Asistimos a la figura de alguien que nos cuenta desde su mirada por momentos periodística; en otros, representando nuestro punto de vista, una historia tremenda. Tremenda y lamentablemente común. Un niño que es atropellado y asesinado en lo inmediato por un conductor drogado. Las vidas que alrededor de esa “ya no vida” han de desarmarse o armarse de nuevo. La muerte presente en cada vieja y nueva historia. No condena a nadie, porque todos lo están de antemano como en la tragedia griega (al igual que la figura del ORADOR que nos recuerda al CORO) predestinados a un final inevitable. Nos reímos en escasa medida y es esa risa histérica y estúpida la que denota una evasión de lo infernal.

Los actores se mueven y desplazan con una agilidad tremenda y voraz por el escenario. Dejan el alma y las ganas al servicio de la historia. Convivimos con su drama porque el director, nos guste o no, perspicaz y hábilmente nos incluye. La identificación resulta entonces inevitable. Nos hemos alejado esquizofrénicamente por un tiempo teatral de nuestra realidad y ahora estamos condenando; apiadándonos y enamorándonos de.

La puesta en escena permite la interacción en tiempo y espacio de los actores de manera constante. Se mezclan sus voces y ecos con los de otra escena que transcurre al mismo tiempo y comulga de manera prolija y cuidada con la anterior y futura historia.
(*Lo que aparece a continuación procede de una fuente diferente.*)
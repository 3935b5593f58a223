use serde::Deserialize;
use serde::Serialize;
use serde_json::Value;

use crate::Attributes;
use crate::dom::Dom;
use crate::dom::NodeData;
use crate::dom::NodeId;
use crate::dom::is_void_element;

/// Stands in for an inline object, such as an image, in the text.
pub const OBJECT_REPLACEMENT_CHARACTER: char = '\u{FFFC}';

/// Stands in for a `<br>` line break in the text.
pub const LINE_SEPARATOR: char = '\u{2028}';

/// A formatting span over a range of [`RichText::text`], measured in
/// characters.
#[derive(Debug, Clone, PartialEq, Serialize, Deserialize)]
pub struct FormatSpan {
	/// The element name, e.g. `strong` or `a`.
	pub tag: String,
	pub start: usize,
	pub end: usize,
	#[serde(default, skip_serializing_if = "Attributes::is_empty")]
	pub attributes: Attributes,
}

/// Text with formatting kept apart from the characters it applies to.
///
/// ```
/// use blockgram_core::RichText;
///
/// let value = RichText::from_html("Hello <strong>world</strong>");
/// assert_eq!(value.text, "Hello world");
/// assert_eq!(value.formats[0].start, 6);
/// assert_eq!(value.to_html(), "Hello <strong>world</strong>");
/// ```
#[derive(Debug, Clone, Default, PartialEq, Serialize, Deserialize)]
pub struct RichText {
	pub text: String,
	#[serde(default)]
	pub formats: Vec<FormatSpan>,
}

impl RichText {
	/// Build from an HTML fragment.
	pub fn from_html(html: &str) -> Self {
		let dom = Dom::parse(html);
		Self::from_dom(&dom, dom.root())
	}

	/// Build from the children of `id`.
	pub fn from_dom(dom: &Dom, id: NodeId) -> Self {
		let mut rich_text = Self::default();
		let mut length = 0;
		for child in dom.children(id) {
			rich_text.collect(dom, *child, &mut length);
		}
		rich_text
	}

	fn collect(&mut self, dom: &Dom, id: NodeId, length: &mut usize) {
		match &dom.node(id).data {
			NodeData::Text(text) => {
				self.text.push_str(text);
				*length += text.chars().count();
			}
			NodeData::Element(element) => {
				if element.name == "br" {
					self.text.push(LINE_SEPARATOR);
					*length += 1;
					return;
				}

				let attributes: Attributes = element
					.attributes
					.iter()
					.map(|attribute| (attribute.name.clone(), Value::String(attribute.value.clone())))
					.collect();

				if is_void_element(&element.name) {
					self.formats.push(FormatSpan {
						tag: element.name.clone(),
						start: *length,
						end: *length + 1,
						attributes,
					});
					self.text.push(OBJECT_REPLACEMENT_CHARACTER);
					*length += 1;
					return;
				}

				let index = self.formats.len();
				self.formats.push(FormatSpan {
					tag: element.name.clone(),
					start: *length,
					end: *length,
					attributes,
				});
				for child in dom.children(id) {
					self.collect(dom, *child, length);
				}
				self.formats[index].end = *length;

				// Empty formatting carries nothing.
				if self.formats[index].start == self.formats[index].end {
					self.formats.remove(index);
				}
			}
			NodeData::Comment(_) | NodeData::Document => {}
		}
	}

	pub fn is_empty(&self) -> bool {
		self.text.is_empty()
	}

	pub fn to_value(&self) -> Value {
		serde_json::to_value(self).unwrap_or(Value::Null)
	}

	pub fn from_value(value: &Value) -> Option<Self> {
		match value {
			Value::String(html) => Some(Self::from_html(html)),
			Value::Object(_) => serde_json::from_value(value.clone()).ok(),
			_ => None,
		}
	}

	/// Render back to HTML. Spans that overlap without nesting are split so
	/// the output is well formed.
	pub fn to_html(&self) -> String {
		let chars: Vec<char> = self.text.chars().collect();
		let mut html = String::new();
		let mut open: Vec<usize> = vec![];
		// The smallest end among the open spans.
		let mut next_end = usize::MAX;

		let mut order: Vec<usize> = (0..self.formats.len()).collect();
		order.sort_by(|a, b| {
			let (a, b) = (&self.formats[*a], &self.formats[*b]);
			a.start.cmp(&b.start).then(b.end.cmp(&a.end))
		});
		let mut pending = order.into_iter().peekable();

		let mut position = 0;
		while position <= chars.len() {
			// Close spans ending here, reopening any inner span that continues.
			if next_end <= position {
				if let Some(lowest) = open
					.iter()
					.position(|index| self.formats[*index].end <= position)
				{
					let closing: Vec<usize> = open.drain(lowest..).collect();
					for index in closing.iter().rev() {
						write_close(&mut html, &self.formats[*index]);
					}
					for index in closing {
						if self.formats[index].end > position {
							write_open(&mut html, &self.formats[index]);
							open.push(index);
						}
					}
				}
				next_end = open
					.iter()
					.map(|index| self.formats[*index].end)
					.min()
					.unwrap_or(usize::MAX);
			}

			if position == chars.len() {
				break;
			}

			let mut object = None;
			while let Some(index) = pending.next_if(|index| self.formats[*index].start <= position) {
				let format = &self.formats[index];
				if format.start != position || format.end <= position {
					continue;
				}
				if is_void_element(&format.tag) && chars[position] == OBJECT_REPLACEMENT_CHARACTER {
					object = Some(index);
					continue;
				}
				write_open(&mut html, format);
				open.push(index);
				next_end = next_end.min(format.end);
			}

			match object {
				Some(index) => write_open(&mut html, &self.formats[index]),
				None if chars[position] == LINE_SEPARATOR => html.push_str("<br>"),
				None => {
					let mut buffer = [0; 4];
					html.push_str(&html_escape::encode_text(
						chars[position].encode_utf8(&mut buffer),
					));
				}
			}
			position += 1;
		}

		html
	}
}

fn write_open(html: &mut String, format: &FormatSpan) {
	html.push('<');
	html.push_str(&format.tag);
	for (name, value) in &format.attributes {
		let value = match value {
			Value::String(value) => value.clone(),
			other => other.to_string(),
		};
		html.push(' ');
		html.push_str(name);
		html.push_str("=\"");
		html.push_str(&html_escape::encode_double_quoted_attribute(&value));
		html.push('"');
	}
	html.push('>');
}

fn write_close(html: &mut String, format: &FormatSpan) {
	if is_void_element(&format.tag) {
		return;
	}
	html.push_str("</");
	html.push_str(&format.tag);
	html.push('>');
}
Esta obra es un magnífico ejercicio que al igual que un tamiz, filtra el gusto amargo y amarillo de un noticiero sensacionalista o un periodista sin recursos dejando los granos del buen café/texto-teatro para que nosotros lo saboreemos de principio a final. UD. Sabrá elegir en los segundos posteriores a la obra, la cantidad mentirosa y conformista de azúcar que ha de ponerle al café o si por el contrario, lo visceral de la acidez de un ristretto lo acompaña más allá de la experiencia artística.